6. The lithium carbon oxide represented by chemical formula 1 and the lithium titanium oxide represented by chemical formula 2 contained in the coating layer are present in a weight ratio of 95:5 to 25:

75. The positive electrode active material for an all-solid-state battery according to claim 1.

7. The thickness ratio of the first coating layer to the second coating layer is 20:80 to 80:

20. The positive electrode active material for an all-solid-state battery according to claim 2.

8. The thickness of the first coating layer is 0.001 to 0.02 μm. The thickness of the second coating layer is 0.001 to 0.02 μm. The positive electrode active material for an all-solid-state battery according to claim 2.

9. The lithium carbon oxide is Li 2 CO 3 And, The lithium titanate is Li 4 Ti 5 O 12 and is The positive electrode active material for an all-solid-state battery according to claim 1.

10. Positive electrode active material for all-solid-state batteries according to any one of claims 1 to 9; and Contains sulfide-based solid electrolytes, Positive electrode for all-solid-state batteries.
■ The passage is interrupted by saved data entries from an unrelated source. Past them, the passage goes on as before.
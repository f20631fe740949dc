use super::*;

use crate::events::DataRequest;
use crate::filter::row_matches_filters;
use crate::group::{flatten_groups, group_rows};
use crate::logging::TimingGuard;

/// One row of the rendered page
#[derive(Debug, Clone, Copy)]
pub struct GridRow<'a> {
    pub id: &'a RowId,
    pub row: &'a Row,
    /// Position in the dataset
    pub index: usize,
}

impl SmartGrid {
    /// Rebuild the processed order and the page after a state change.
    ///
    /// Client mode filters, sorts, groups and slices in memory. Server mode
    /// treats `rows` as the already-processed page and only groups it.
    pub(super) fn recompute(&mut self) {
        let _timing = TimingGuard::new("smartgrid.recompute");

        let mut indices: Vec<usize> = match self.config.data_mode {
            DataMode::Client => {
                let applied = self.filter_panel.applied();
                (0..self.rows.len())
                    .filter(|&i| {
                        let row = &self.rows[i];
                        self.quick_filters.matches(row, &self.columns)
                            && row_matches_filters(row, applied)
                    })
                    .collect()
            }
            DataMode::Server => (0..self.rows.len()).collect(),
        };

        if self.config.data_mode == DataMode::Client {
            self.sort.apply(&self.rows, &self.columns, &mut indices);
        }

        let groups = match self.group_by.as_deref().and_then(|key| self.column(key)) {
            Some(column) => group_rows(&self.rows, &indices, column),
            None => Vec::new(),
        };
        self.groups = groups;
        if !self.groups.is_empty() {
            indices = flatten_groups(&self.groups);
        }
        self.processed = indices;

        match self.config.data_mode {
            DataMode::Client => {
                let total = self.processed.len();
                self.pagination.update_after_load(0, Some(total));
                self.page = self.pagination.page_range(total);
                self.pagination.records_in_current_page = self.page.len();
            }
            DataMode::Server => {
                self.page = 0..self.processed.len();
                self.pagination
                    .update_after_load(self.processed.len(), self.server_total);
            }
        }

        tracing::debug!(
            rows = self.rows.len(),
            processed = self.processed.len(),
            groups = self.groups.len(),
            page = self.pagination.current_page,
            "Recomputed grid view"
        );
    }

    /// Recompute locally, and in server mode ask the host for fresh rows
    pub(super) fn refresh(&mut self) {
        if self.config.data_mode == DataMode::Server {
            let request = self.data_request();
            tracing::debug!(page = request.page, offset = request.offset, "Requesting server data");
            self.events.push(GridEvent::DataRequested(request));
        }
        self.recompute();
    }

    /// What the host must fetch in server mode
    pub fn data_request(&self) -> DataRequest {
        DataRequest {
            filters: self.filter_panel.applied().to_vec(),
            quick_filters: self
                .quick_filters
                .iter()
                .map(|(k, v)| (k.to_string(), v.to_string()))
                .collect(),
            sort: self.sort.state().cloned(),
            page: self.pagination.current_page,
            page_size: self.pagination.records_per_page,
            offset: self.pagination.offset(),
        }
    }

    /// Rows of the current page, in display order
    pub fn visible_rows(&self) -> Vec<GridRow<'_>> {
        self.processed[self.page.clone()]
            .iter()
            .map(|&index| GridRow {
                id: &self.row_ids[index],
                row: &self.rows[index],
                index,
            })
            .collect()
    }

    pub fn visible_ids(&self) -> Vec<RowId> {
        self.processed[self.page.clone()]
            .iter()
            .map(|&i| self.row_ids[i].clone())
            .collect()
    }

    /// Every row passing the filters, in processed order, across all pages
    pub fn processed_rows(&self) -> Vec<&Row> {
        self.processed.iter().map(|&i| &self.rows[i]).collect()
    }

    pub fn processed_ids(&self) -> Vec<RowId> {
        self.processed.iter().map(|&i| self.row_ids[i].clone()).collect()
    }

    pub fn processed_count(&self) -> usize {
        self.processed.len()
    }

    /// Total matching rows, as reported by the host in server mode
    pub fn total_count(&self) -> usize {
        match self.config.data_mode {
            DataMode::Client => self.processed.len(),
            DataMode::Server => self.server_total.unwrap_or(self.rows.len()),
        }
    }

    /// Groups over all processed rows
    pub fn groups(&self) -> &[RowGroup] {
        &self.groups
    }

    /// Groups restricted to the rows of the current page
    pub fn visible_groups(&self) -> Vec<RowGroup> {
        let on_page: std::collections::HashSet<usize> =
            self.processed[self.page.clone()].iter().copied().collect();
        self.groups
            .iter()
            .filter_map(|group| {
                let indices: Vec<usize> = group
                    .indices
                    .iter()
                    .copied()
                    .filter(|i| on_page.contains(i))
                    .collect();
                (!indices.is_empty()).then(|| RowGroup {
                    label: group.label.clone(),
                    indices,
                })
            })
            .collect()
    }

    pub fn pagination(&self) -> &PaginationState {
        &self.pagination
    }
}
11. The sulfide-based solid electrolyte is Li 2 S-P 2 S 5 Li 2 S-P 2 S 5 -LiX (where X is a halogen element), Li 2 S-P 2 S 5 -Li 2 O, Li 2 S-P 2 S 5 -Li 2 O-LiI, Li 2 S-SiS 2 Li 2 S-SiS 2 -LiI, Li 2 S-SiS 2 - LiBr, Li 2 S-SiS 2 -LiCl, Li 2 S-SiS 2 -B 2 S 3 -LiI, Li 2 S-SiS 2 -P 2 S 5 -LiI, Li 2 S-B 2 S 3 Li 2 S-P 2 S 5 -Z m S n (where m and n are positive numbers, and Z is one of Ge, Zn, or Ga), Li 2 S-GeS 2 Li 2 S-SiS 2 -Li 3 PO 4 Li 2 S-SiS 2 -Li p MO q (where p and q are positive numbers, and M is one of P, Si, Ge, B, Al, Ga, or In), Li 7-x PS 6-x Cl x (However, 0 ≤ x ≤ 2), Li 7-x PS 6-x Br x (wherein 0 ≤ x ≤ 2) and Li 7-x PS 6-x I x (where 0 ≤ x ≤ 2) is one or more selected from the above. Positive electrode for all-solid-state battery according to claim 10.

12. The aforementioned sulfide-based solid electrolyte is Li 6 PS 5 Cl, Li 6 PS 5 Br and Li 6 PS 5 An argyrodite-type solid electrolyte containing one or more selected from I, Positive electrode for all-solid-state battery according to claim 10.

13. positive electrode; Negative electrode; and It includes a solid electrolyte layer disposed between the positive electrode and the negative electrode, The positive electrode includes the positive electrode for a solid-state battery described in claim 10. All-solid-state battery.